4. ACTIVO, PASIVO, HETERO, HOMO,
VERSÁTIL… LA CONVERSIÓN EN MARICA POR EL CULO

Yo no pongo la otra mejilla

Pongo el culo compañero

PEDRO LEMEBEL

Ya hemos mencionado que uno de los mayores temores de muchos varones heterosexuales es que puedan «convertirse» en maricas por el hecho de ser penetrados aunque lo sean por sus mujeres[45]. Existe, por un lado, un pánico a ser homosexual, y al mismo tiempo una represión del deseo homosexual que estructura toda nuestra cultura occidental. El escritor y militante gay Guy Hocquenghem, en su libro pionero de 1972 El deseo homosexual, fue uno de los primeros autores gays en poner sobre la mesa el deseo homosexual como algo cuya represión crea precisamente la paranoia anti-homosexual. El miedo a la propia homosexualidad lleva al hombre a un temor paranoico de verla aparecer a su alrededor.

Hocquenghem se sirve de los textos de Deleuze y Guattari en Antiedipo para hacer una dura crítica del psicoanálisis y de la sociedad de su época con una lectura subversiva de la oposición falo-ano. Para él, la sociedad actual es fálica, el falo es lo más valorado y es lo que organiza el poder y los espacios sociales. En oposición al falo, el ano se privatiza, es algo que debe permanecer oculto, en el terreno de «lo privado».

«Para que haya trascendencia del falo (organización de la sociedad en torno al gran significante), es necesario que el ano sea privatizado en personas individuales y edipizadas[46]».

Para el psicoanálisis, las pulsiones anales del niño y la niña deben ser sublimadas para llegar a la genitalidad. Por ello, lo anal queda relegado al silencio, a la soledad. Para Hocquenghem el deseo homosexual cuestiona esta necesidad de sublimación de lo anal dado que manifiesta un uso deseoso del ano. Esto desafía la primacía social del falo, y, por ello, el deseo y el placer anal condenados.
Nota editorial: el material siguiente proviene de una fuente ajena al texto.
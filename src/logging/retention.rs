use crate::error::{Error, Result};
use chrono::{DateTime, Local, NaiveDateTime, TimeZone};
use once_cell::sync::Lazy;
use regex::Regex;
use std::fs;
use std::path::Path;
use tracing::debug;

/// Tail of a rotated name once `{stem}.` is stripped
static ROTATED_TAIL: Lazy<Regex> = Lazy::new(|| {
    Regex::new(r"^(\d{4}-\d{2}-\d{2}_\d{2}-\d{2}-\d{2})_\d{6}(?:\.\d+)?\.log(?:\.zip|\.gz|\.zst)?$")
        .unwrap()
});

/// Deletes rotated siblings of `active` that are older than `retention_days`.
///
/// Age is taken from the rotation time embedded in the rotated file name,
/// which is when its last record could have been written. Returns the number
/// of files removed.
/// A retention of zero keeps everything.
pub fn sweep(active: &Path, retention_days: u32, now: DateTime<Local>) -> Result<usize> {
    if retention_days == 0 {
        return Ok(0);
    }

    let Some(stem) = active.file_stem().map(|s| s.to_string_lossy().into_owned()) else {
        return Ok(0);
    };
    let dir = match active.parent() {
        Some(p) if !p.as_os_str().is_empty() => p,
        _ => Path::new("."),
    };

    let prefix = format!("{stem}.");
    let cutoff = now - chrono::Duration::days(i64::from(retention_days));
    let mut removed = 0;

    for entry in fs::read_dir(dir).map_err(|e| Error::io(dir, e))? {
        let entry = entry.map_err(|e| Error::io(dir, e))?;
        let name = entry.file_name();
        let name = name.to_string_lossy();

        let Some(rotated_at) = rotated_stamp(&prefix, &name).and_then(parse_stamp) else {
            continue;
        };

        if rotated_at < cutoff {
            let path = entry.path();
            fs::remove_file(&path).map_err(|e| Error::io(&path, e))?;
            debug!("Removed expired log file: {}", path.display());
            removed += 1;
        }
    }

    Ok(removed)
}

fn rotated_stamp<'a>(prefix: &str, name: &'a str) -> Option<&'a str> {
    let tail = name.strip_prefix(prefix)?;
    ROTATED_TAIL
        .captures(tail)
        .and_then(|caps| caps.get(1))
        .map(|m| m.as_str())
}

fn parse_stamp(stamp: &str) -> Option<DateTime<Local>> {
    let naive = NaiveDateTime::parse_from_str(stamp, "%Y-%m-%d_%H-%M-%S").ok()?;
    Local.from_local_datetime(&naive).earliest()
}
Beatriz Preciado menciona en su epílogo al libro de Hocquenghem Terror anal[47] una reflexión importante del propio Hocquenghem, que denunciará en 1984:

«cómo los movimientos revolucionarios, en busca de visibilidad, se han visto absorbidos por su propio proceso de espectacularización. Porque no basta con haber tenido el ano abierto. Es necesario seguir haciendo de él un campo relacional. ¿Cómo hacer política sin renunciar al ano? […] La pregunta de antaño, ¿cómo hacer la revolución anal? Se metamorfosea ahora en esta otra: ¿cómo evitar el márketing anal?[48]».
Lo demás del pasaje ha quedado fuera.